DATASET:
□ □ □ □
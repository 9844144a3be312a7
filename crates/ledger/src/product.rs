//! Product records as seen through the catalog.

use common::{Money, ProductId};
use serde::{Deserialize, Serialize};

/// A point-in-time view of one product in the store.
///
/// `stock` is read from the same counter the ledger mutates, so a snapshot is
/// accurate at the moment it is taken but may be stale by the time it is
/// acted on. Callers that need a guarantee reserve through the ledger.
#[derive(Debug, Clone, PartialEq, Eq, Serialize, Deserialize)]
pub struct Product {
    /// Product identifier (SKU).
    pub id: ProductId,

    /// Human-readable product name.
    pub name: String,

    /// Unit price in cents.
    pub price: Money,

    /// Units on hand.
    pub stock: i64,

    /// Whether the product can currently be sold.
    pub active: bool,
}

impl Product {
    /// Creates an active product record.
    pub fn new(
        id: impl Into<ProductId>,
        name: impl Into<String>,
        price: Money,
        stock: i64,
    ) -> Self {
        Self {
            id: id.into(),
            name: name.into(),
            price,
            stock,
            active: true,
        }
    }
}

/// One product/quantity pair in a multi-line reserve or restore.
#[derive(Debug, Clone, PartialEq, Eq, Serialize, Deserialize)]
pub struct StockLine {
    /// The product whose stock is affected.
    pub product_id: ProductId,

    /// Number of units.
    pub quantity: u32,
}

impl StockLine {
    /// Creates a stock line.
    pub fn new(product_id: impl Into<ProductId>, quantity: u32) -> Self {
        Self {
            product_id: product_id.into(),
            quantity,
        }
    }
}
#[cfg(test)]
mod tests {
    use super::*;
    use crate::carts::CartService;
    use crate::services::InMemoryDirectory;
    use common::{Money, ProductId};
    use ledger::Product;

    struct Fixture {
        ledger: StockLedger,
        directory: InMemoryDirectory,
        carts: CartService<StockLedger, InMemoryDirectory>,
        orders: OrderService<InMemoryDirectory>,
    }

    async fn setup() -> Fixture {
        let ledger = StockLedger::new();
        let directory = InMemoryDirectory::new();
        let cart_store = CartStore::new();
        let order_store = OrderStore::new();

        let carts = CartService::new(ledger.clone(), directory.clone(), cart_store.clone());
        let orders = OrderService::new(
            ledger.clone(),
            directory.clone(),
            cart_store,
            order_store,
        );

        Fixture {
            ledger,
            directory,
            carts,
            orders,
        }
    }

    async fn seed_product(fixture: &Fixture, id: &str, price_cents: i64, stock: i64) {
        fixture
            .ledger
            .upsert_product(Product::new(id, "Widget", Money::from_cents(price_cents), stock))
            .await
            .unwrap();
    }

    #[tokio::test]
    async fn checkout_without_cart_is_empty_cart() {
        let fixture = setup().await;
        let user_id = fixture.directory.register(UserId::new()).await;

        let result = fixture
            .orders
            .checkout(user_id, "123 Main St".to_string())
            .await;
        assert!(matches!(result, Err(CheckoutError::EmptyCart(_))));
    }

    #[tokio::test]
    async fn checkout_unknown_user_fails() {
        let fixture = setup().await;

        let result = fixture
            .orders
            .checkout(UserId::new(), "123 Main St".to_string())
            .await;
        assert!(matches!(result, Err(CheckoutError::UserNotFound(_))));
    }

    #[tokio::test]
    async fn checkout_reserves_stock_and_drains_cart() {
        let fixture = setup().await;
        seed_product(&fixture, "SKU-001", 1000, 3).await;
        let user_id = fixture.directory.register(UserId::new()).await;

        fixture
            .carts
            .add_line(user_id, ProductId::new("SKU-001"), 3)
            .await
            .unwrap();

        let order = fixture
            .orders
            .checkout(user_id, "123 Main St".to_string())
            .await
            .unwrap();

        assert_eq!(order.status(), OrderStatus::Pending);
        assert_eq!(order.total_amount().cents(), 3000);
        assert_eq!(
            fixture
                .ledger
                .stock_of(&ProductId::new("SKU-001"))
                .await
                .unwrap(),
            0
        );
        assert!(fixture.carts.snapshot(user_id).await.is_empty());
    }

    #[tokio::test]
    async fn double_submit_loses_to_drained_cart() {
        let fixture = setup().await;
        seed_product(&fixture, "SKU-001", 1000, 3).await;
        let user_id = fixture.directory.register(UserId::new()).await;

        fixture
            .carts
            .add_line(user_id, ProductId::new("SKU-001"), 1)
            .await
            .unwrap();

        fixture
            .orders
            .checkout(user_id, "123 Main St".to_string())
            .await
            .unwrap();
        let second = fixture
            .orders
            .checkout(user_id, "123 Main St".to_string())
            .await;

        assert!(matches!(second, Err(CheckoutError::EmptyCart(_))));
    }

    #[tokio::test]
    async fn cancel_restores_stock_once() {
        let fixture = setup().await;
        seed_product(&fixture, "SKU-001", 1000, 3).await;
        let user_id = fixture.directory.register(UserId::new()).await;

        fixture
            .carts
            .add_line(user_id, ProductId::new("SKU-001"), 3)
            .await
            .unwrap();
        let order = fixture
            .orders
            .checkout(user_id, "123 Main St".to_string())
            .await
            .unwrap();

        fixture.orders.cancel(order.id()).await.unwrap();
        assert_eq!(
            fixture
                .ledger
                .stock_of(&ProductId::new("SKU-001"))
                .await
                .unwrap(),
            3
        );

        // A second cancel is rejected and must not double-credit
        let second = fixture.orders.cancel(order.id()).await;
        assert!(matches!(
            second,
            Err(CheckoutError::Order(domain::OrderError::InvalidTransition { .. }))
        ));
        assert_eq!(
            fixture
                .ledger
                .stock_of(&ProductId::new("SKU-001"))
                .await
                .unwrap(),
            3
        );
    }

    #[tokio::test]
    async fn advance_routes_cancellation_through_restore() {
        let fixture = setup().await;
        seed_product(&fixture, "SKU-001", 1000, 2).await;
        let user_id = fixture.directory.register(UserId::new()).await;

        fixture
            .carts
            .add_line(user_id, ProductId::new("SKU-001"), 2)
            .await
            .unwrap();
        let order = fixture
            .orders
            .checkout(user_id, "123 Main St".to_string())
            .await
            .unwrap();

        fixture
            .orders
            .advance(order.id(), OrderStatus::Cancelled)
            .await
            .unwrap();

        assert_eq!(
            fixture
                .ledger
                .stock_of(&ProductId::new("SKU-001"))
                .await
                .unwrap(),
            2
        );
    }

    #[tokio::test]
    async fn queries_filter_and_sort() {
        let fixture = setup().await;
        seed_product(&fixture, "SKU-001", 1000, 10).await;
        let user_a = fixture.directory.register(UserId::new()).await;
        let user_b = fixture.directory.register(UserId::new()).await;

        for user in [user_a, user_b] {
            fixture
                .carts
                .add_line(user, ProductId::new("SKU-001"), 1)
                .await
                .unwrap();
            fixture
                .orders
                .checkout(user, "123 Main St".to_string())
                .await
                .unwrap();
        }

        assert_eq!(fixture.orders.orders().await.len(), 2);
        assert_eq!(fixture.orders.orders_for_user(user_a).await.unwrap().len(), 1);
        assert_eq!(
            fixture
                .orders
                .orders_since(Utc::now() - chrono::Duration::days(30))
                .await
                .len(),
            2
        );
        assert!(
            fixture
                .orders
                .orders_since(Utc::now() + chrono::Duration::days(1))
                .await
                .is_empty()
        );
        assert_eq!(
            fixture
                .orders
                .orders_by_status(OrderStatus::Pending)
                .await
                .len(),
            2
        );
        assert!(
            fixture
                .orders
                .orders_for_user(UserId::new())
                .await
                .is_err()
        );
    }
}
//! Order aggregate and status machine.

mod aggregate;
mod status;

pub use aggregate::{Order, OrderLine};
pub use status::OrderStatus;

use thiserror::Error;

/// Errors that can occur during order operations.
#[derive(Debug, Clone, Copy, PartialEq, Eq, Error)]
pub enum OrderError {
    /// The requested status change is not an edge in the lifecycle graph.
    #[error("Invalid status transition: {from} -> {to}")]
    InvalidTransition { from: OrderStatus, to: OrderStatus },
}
□ □ □ □
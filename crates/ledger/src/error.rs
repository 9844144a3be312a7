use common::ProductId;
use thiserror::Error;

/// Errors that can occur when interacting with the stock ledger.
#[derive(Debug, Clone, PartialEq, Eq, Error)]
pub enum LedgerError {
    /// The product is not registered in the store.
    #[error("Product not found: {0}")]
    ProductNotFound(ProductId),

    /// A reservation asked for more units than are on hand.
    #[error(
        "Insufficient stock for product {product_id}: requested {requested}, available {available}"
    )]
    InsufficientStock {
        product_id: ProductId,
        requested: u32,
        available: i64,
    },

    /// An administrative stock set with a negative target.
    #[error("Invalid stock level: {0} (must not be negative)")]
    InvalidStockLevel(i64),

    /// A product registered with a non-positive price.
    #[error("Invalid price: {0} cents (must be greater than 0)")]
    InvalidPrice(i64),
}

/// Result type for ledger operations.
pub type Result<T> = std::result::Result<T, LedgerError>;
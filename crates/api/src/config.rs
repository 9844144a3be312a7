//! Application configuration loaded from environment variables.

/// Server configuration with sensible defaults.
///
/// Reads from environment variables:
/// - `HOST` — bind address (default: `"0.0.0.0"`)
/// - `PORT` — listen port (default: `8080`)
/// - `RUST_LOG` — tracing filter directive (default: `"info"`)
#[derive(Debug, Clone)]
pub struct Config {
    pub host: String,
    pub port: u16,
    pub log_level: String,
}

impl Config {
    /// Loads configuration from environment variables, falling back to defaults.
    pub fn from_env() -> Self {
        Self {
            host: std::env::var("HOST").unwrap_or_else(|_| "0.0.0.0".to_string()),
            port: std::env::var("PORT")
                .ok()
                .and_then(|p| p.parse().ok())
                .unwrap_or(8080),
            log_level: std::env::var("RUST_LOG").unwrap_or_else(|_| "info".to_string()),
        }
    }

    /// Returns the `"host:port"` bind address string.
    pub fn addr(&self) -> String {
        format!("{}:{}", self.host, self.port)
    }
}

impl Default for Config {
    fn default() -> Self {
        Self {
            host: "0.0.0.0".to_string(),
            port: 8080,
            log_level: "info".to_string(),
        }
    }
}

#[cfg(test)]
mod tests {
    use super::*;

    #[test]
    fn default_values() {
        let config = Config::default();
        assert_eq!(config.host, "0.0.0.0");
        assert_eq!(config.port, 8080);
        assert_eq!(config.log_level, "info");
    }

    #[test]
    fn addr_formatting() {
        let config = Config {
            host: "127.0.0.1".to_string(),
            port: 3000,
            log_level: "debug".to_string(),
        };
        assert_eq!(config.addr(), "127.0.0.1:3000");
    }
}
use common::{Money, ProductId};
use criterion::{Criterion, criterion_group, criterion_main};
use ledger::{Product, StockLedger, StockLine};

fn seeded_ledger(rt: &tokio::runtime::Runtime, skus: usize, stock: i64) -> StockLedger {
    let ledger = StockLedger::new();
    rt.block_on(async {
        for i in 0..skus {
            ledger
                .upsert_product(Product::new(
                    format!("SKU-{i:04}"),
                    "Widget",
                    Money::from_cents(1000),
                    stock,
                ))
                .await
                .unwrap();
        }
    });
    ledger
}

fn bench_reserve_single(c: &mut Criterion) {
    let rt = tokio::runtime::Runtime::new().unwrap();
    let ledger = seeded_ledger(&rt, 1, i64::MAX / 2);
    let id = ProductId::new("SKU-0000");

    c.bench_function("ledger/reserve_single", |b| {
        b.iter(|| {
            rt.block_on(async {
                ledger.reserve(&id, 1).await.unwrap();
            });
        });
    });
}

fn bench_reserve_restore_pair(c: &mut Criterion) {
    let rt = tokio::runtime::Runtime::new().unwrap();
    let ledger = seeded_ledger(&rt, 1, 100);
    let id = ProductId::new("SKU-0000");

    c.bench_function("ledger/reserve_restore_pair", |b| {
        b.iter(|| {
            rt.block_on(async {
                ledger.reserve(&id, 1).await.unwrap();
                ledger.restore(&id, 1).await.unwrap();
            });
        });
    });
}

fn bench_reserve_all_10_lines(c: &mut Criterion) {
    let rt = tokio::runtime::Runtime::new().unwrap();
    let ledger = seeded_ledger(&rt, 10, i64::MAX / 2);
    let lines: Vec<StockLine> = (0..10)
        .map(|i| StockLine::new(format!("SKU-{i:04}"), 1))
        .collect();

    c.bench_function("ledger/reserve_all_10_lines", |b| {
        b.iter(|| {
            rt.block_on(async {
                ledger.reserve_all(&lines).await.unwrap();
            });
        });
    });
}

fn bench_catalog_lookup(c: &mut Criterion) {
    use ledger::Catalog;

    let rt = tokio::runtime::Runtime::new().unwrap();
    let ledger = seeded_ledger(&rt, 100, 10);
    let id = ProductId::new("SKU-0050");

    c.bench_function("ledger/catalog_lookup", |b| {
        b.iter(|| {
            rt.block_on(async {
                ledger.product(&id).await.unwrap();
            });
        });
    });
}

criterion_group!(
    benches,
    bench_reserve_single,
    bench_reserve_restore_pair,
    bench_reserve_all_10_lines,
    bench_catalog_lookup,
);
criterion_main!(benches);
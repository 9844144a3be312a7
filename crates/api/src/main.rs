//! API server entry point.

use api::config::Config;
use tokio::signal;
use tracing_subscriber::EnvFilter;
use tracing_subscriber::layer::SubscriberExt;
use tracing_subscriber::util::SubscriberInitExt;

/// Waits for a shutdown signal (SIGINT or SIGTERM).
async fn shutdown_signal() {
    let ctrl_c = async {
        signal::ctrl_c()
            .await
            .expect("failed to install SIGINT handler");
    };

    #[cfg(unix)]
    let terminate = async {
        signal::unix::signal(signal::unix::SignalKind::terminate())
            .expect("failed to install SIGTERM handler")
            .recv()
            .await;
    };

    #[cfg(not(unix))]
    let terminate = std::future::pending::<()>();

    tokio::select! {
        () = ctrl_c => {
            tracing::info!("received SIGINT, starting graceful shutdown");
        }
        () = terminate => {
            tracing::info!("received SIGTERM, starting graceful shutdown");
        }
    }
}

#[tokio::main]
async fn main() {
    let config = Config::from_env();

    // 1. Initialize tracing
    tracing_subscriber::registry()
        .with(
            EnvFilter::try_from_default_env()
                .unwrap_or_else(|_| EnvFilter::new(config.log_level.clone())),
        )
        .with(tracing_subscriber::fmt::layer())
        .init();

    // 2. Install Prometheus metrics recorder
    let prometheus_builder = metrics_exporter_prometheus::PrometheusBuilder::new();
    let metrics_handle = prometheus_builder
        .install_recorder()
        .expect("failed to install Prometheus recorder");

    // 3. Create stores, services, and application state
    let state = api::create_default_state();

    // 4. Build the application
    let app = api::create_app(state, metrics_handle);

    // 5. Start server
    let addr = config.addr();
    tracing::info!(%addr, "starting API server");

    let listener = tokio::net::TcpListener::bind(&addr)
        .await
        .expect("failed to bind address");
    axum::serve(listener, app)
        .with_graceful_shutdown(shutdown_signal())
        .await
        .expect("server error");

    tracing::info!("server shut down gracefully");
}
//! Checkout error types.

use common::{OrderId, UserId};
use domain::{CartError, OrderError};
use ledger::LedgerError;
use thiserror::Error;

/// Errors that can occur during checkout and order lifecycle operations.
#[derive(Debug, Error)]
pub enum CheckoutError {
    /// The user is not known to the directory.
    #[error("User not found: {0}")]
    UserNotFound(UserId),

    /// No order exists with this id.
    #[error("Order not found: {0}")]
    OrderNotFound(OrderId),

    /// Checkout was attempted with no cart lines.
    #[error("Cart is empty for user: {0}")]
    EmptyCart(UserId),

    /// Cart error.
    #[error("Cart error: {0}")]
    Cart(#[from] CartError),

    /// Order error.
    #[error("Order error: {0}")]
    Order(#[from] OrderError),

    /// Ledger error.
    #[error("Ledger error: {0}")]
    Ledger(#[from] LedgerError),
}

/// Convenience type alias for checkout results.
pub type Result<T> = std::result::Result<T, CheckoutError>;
□ □ □ □
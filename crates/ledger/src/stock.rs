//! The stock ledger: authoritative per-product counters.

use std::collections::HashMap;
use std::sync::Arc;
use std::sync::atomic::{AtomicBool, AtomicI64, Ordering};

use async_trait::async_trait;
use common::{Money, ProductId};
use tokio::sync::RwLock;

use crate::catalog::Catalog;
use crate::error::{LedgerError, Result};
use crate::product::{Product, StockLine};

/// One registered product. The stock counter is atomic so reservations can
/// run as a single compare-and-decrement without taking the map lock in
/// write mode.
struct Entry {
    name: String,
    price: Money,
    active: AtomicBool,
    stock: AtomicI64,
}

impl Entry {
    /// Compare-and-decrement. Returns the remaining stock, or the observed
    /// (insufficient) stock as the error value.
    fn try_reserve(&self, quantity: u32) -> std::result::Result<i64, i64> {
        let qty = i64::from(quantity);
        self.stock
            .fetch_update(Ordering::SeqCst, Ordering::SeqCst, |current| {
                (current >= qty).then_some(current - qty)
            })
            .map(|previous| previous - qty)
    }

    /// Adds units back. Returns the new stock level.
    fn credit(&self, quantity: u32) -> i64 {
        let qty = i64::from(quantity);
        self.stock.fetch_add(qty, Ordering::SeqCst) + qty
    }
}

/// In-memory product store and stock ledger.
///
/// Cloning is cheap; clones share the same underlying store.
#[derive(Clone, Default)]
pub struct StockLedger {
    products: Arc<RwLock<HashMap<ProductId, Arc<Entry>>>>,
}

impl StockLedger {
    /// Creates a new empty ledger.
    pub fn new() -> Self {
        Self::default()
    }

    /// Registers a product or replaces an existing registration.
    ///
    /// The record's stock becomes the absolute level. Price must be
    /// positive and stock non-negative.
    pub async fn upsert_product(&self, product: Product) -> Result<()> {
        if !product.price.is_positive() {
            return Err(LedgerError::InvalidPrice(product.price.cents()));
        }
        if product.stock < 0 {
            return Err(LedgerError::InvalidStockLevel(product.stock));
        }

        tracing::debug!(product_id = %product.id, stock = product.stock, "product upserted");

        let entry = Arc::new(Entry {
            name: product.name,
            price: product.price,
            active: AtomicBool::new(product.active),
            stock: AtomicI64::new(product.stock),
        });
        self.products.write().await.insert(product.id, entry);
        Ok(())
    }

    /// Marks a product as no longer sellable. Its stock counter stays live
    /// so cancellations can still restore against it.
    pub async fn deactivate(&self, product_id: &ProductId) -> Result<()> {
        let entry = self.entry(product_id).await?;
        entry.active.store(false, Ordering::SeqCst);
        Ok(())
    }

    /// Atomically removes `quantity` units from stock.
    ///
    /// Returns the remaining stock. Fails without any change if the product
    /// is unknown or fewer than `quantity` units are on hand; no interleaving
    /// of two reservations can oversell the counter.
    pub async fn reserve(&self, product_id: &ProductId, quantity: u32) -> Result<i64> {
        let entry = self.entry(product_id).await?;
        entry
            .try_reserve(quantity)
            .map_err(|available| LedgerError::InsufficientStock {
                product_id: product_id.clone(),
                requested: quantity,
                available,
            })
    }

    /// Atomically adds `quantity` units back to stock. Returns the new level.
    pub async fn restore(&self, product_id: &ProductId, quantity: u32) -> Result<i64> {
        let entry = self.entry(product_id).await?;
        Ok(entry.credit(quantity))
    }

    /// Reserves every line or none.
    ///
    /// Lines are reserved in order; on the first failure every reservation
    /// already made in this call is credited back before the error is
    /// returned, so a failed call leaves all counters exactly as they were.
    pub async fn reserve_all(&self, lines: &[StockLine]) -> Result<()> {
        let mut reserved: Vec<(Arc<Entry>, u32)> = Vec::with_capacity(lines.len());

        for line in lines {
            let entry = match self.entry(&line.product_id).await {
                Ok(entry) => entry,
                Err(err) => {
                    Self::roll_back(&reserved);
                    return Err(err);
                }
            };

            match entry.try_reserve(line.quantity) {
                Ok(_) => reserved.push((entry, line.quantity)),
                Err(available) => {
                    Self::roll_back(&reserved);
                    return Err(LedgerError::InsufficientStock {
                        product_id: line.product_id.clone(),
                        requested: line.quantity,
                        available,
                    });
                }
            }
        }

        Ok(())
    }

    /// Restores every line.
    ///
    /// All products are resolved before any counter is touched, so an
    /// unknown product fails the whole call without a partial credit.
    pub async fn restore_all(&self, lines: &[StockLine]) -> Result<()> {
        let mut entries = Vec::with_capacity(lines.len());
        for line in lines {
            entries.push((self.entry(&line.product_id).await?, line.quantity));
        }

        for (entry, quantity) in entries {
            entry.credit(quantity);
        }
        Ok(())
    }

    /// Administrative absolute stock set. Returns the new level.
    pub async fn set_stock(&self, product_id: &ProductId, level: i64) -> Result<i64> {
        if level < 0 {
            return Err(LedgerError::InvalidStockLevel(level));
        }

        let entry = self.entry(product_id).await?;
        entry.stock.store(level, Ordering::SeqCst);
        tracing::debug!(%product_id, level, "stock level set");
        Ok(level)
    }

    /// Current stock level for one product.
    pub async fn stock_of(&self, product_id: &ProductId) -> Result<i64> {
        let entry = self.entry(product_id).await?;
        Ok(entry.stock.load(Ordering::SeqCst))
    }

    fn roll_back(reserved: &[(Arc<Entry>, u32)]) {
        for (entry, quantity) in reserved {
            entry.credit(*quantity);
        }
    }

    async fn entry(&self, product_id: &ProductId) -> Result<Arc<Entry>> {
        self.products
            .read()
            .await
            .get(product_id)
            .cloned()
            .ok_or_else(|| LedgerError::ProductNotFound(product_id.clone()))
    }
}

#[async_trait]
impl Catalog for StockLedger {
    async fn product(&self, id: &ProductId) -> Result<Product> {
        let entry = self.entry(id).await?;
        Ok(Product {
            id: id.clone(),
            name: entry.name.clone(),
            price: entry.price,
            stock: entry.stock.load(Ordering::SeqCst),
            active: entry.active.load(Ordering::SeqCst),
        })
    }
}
□ □ □ □
WHAT YOU ARE ASKED TO DO: Which lines above hold the string "negative"? Show each of them.

SOLUTION TO THE EXERCISE:
    /// An administrative stock set with a negative target.
    #[error("Invalid stock level: {0} (must not be negative)")]
    /// positive and stock non-negative.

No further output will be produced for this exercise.